━━ MATERIAL FOR THE TASK ━━

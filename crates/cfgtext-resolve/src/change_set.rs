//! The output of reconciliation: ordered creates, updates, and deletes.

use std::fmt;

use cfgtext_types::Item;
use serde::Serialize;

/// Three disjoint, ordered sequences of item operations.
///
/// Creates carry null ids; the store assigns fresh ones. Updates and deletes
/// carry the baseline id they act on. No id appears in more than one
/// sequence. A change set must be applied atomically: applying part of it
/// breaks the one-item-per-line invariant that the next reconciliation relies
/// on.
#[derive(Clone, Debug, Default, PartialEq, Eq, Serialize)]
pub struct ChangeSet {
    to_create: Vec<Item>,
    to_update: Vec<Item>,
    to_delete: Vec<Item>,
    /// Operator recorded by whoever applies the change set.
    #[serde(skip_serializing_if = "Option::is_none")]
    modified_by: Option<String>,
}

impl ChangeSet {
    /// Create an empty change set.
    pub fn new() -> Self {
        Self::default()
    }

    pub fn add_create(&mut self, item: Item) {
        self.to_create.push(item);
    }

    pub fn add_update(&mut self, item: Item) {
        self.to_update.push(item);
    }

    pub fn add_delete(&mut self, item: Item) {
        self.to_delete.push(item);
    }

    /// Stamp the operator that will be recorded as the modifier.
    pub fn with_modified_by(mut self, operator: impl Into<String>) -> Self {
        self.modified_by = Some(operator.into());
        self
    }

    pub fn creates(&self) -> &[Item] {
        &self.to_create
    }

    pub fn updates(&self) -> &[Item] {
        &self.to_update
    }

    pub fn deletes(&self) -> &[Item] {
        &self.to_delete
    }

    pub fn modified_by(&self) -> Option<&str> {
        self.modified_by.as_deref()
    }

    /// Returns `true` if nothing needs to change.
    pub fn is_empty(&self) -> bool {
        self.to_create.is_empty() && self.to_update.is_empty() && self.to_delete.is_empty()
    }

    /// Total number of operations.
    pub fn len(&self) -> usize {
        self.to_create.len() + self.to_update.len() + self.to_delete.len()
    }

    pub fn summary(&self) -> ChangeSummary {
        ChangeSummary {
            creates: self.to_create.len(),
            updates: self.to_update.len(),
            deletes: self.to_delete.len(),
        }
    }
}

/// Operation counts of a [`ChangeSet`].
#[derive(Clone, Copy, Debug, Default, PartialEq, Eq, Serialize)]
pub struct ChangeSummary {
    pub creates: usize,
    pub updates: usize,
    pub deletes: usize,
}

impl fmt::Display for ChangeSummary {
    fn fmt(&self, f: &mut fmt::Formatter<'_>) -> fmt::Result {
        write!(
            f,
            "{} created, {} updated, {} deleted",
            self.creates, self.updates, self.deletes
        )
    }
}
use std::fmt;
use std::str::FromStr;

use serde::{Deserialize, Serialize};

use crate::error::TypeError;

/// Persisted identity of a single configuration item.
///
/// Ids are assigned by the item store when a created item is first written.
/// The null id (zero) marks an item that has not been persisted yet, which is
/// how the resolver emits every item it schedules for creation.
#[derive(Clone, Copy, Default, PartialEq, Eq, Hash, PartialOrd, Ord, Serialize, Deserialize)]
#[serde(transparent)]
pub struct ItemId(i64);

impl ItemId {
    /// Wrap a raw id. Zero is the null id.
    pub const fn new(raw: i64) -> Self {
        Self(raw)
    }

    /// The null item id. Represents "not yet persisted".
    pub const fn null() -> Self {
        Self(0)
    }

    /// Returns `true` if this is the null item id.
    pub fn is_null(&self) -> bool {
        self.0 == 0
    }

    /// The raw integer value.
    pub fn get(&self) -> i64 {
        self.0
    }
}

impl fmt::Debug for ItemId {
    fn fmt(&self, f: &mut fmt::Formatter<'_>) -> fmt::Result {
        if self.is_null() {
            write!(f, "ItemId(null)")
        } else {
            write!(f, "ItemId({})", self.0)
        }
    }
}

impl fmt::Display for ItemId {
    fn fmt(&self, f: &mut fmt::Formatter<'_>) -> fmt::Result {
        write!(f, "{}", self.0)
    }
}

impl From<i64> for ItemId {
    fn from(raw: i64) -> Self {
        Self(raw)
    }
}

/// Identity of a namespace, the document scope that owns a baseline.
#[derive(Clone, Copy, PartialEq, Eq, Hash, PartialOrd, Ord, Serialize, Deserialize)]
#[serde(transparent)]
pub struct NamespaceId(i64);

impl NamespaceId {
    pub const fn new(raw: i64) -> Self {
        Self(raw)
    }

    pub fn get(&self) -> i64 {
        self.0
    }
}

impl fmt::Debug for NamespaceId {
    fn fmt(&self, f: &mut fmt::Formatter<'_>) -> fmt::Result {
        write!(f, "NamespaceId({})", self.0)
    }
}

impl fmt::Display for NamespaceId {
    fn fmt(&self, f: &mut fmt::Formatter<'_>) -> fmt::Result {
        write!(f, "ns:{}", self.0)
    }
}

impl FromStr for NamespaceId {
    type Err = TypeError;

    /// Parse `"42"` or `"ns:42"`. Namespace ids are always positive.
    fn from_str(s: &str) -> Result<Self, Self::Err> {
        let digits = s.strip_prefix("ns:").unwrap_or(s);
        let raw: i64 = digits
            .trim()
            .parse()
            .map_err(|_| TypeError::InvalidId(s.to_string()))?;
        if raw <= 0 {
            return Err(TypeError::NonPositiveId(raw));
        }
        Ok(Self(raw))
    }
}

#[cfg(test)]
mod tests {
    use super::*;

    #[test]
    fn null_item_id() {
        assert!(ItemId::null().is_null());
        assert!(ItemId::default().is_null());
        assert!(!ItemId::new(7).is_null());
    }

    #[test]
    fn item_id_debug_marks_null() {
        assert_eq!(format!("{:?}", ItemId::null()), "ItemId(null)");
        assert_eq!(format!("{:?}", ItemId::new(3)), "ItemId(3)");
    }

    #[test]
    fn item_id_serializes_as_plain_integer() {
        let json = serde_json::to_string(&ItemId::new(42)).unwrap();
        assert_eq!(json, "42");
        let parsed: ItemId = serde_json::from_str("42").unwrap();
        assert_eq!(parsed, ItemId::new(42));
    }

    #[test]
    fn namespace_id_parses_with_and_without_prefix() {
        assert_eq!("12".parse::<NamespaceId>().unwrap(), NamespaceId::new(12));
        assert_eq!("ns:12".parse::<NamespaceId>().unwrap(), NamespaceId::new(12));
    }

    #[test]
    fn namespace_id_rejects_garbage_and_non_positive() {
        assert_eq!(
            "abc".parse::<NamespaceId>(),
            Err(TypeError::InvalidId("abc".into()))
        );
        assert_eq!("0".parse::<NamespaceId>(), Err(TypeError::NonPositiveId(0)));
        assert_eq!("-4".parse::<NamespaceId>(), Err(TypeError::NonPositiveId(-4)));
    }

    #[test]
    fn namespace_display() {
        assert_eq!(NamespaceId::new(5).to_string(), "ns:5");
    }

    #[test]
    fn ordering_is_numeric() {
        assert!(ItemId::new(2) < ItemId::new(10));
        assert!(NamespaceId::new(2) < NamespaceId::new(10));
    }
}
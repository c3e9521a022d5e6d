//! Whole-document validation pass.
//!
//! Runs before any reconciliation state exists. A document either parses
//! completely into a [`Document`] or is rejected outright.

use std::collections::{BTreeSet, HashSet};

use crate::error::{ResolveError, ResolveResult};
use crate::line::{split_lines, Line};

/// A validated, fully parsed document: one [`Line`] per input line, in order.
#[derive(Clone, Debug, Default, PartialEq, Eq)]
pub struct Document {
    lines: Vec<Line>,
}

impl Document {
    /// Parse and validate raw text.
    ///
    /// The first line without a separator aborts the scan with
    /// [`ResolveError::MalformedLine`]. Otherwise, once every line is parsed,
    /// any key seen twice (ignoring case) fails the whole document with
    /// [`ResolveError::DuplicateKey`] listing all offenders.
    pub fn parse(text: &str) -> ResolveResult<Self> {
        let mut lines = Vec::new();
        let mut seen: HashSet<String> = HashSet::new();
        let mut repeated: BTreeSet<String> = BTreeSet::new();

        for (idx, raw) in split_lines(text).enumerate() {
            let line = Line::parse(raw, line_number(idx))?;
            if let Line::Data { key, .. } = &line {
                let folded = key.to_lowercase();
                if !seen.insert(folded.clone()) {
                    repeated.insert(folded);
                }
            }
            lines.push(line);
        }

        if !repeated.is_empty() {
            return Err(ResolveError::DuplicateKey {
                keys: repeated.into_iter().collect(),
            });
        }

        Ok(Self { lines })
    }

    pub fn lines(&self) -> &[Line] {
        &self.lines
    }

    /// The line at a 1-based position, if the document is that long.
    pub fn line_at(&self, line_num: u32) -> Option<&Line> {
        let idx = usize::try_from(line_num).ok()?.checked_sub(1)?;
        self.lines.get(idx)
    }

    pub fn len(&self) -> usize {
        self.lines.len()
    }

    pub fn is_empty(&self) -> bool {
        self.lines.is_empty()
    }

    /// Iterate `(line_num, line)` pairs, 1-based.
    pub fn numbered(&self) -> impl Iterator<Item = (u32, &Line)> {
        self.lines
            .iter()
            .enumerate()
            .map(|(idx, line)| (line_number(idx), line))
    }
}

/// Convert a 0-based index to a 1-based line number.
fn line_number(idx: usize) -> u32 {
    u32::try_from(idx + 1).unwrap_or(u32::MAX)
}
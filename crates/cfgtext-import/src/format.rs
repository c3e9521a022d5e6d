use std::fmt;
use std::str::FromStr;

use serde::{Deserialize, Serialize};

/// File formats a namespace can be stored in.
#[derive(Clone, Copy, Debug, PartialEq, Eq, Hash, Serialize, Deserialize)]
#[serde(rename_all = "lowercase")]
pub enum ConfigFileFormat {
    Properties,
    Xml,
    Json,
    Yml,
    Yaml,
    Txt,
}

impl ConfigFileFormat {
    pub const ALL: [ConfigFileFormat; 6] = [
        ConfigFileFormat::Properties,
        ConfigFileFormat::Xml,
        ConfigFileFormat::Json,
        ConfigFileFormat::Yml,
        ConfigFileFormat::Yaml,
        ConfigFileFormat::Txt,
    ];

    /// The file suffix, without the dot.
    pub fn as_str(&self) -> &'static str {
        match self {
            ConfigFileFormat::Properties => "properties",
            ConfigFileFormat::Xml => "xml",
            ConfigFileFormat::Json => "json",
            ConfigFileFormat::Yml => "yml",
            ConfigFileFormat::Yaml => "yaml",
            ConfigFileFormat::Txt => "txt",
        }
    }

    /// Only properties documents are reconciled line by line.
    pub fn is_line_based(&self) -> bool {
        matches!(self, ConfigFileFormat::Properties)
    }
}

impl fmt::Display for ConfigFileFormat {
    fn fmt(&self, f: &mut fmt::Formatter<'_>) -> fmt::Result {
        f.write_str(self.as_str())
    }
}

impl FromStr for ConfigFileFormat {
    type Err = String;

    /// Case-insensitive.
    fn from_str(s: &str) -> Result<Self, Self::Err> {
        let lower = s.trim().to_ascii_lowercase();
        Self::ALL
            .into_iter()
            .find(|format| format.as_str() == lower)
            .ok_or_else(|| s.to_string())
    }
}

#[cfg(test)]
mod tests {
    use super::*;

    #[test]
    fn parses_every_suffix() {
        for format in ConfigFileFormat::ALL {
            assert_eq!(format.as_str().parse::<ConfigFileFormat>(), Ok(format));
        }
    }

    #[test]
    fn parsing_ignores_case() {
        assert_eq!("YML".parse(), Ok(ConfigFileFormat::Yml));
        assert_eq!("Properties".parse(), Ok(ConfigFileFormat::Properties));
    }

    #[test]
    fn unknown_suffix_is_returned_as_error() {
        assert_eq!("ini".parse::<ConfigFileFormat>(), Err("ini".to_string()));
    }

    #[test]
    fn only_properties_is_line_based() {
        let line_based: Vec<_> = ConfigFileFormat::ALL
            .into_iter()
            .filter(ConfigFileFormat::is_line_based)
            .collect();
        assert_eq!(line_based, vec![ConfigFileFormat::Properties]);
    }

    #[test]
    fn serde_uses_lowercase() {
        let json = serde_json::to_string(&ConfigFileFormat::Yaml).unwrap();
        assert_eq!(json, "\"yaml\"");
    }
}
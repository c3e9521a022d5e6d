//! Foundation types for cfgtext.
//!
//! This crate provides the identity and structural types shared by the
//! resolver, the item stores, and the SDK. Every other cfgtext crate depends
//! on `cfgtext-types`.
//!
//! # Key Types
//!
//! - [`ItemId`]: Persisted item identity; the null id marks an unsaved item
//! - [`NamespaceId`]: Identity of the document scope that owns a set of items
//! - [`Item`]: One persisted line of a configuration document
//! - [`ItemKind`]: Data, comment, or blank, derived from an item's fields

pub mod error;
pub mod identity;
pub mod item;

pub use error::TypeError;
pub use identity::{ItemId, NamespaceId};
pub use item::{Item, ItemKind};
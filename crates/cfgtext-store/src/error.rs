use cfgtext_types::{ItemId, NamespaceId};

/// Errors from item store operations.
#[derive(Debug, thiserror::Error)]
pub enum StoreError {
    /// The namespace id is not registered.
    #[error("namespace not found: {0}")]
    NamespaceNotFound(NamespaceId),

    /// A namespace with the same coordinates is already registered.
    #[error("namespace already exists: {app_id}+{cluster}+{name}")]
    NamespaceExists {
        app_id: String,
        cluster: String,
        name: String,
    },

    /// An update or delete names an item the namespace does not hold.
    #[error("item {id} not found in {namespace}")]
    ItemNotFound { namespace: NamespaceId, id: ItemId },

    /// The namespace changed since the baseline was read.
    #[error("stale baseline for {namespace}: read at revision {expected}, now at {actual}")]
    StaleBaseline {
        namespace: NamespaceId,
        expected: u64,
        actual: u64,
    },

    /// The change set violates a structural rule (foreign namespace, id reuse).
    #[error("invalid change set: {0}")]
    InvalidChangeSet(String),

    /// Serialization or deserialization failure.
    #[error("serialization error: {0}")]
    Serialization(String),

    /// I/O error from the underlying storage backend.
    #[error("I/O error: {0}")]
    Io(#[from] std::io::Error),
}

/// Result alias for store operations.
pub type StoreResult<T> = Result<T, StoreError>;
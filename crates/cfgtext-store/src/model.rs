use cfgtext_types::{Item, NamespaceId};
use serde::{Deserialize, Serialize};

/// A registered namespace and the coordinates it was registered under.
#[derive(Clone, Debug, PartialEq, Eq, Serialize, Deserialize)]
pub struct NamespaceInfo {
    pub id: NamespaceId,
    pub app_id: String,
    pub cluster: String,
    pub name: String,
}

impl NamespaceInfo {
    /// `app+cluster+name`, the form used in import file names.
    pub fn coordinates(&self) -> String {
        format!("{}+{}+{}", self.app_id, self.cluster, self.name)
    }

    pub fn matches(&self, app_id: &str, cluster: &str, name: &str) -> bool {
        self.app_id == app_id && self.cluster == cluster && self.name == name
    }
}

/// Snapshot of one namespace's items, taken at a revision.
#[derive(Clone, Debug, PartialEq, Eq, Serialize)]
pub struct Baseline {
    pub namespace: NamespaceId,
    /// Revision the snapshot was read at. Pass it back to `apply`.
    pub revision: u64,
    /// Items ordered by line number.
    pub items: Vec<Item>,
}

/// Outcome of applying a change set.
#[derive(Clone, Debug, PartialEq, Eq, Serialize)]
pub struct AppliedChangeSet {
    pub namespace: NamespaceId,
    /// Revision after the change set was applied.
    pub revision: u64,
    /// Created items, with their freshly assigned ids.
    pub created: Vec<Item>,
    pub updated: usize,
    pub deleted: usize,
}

━━━

▸ INSTRUCTIONS FOR THE TASK: Look through the data above. Copy every line with the string "usize" in it.

▸ WRITTEN ANSWER:
    pub fn len(&self) -> usize {
    pub creates: usize,
    pub updates: usize,
    pub deletes: usize,
        let idx = usize::try_from(line_num).ok()?.checked_sub(1)?;
    pub fn len(&self) -> usize {
fn line_number(idx: usize) -> u32 {
    pub updated: usize,
    pub deleted: usize,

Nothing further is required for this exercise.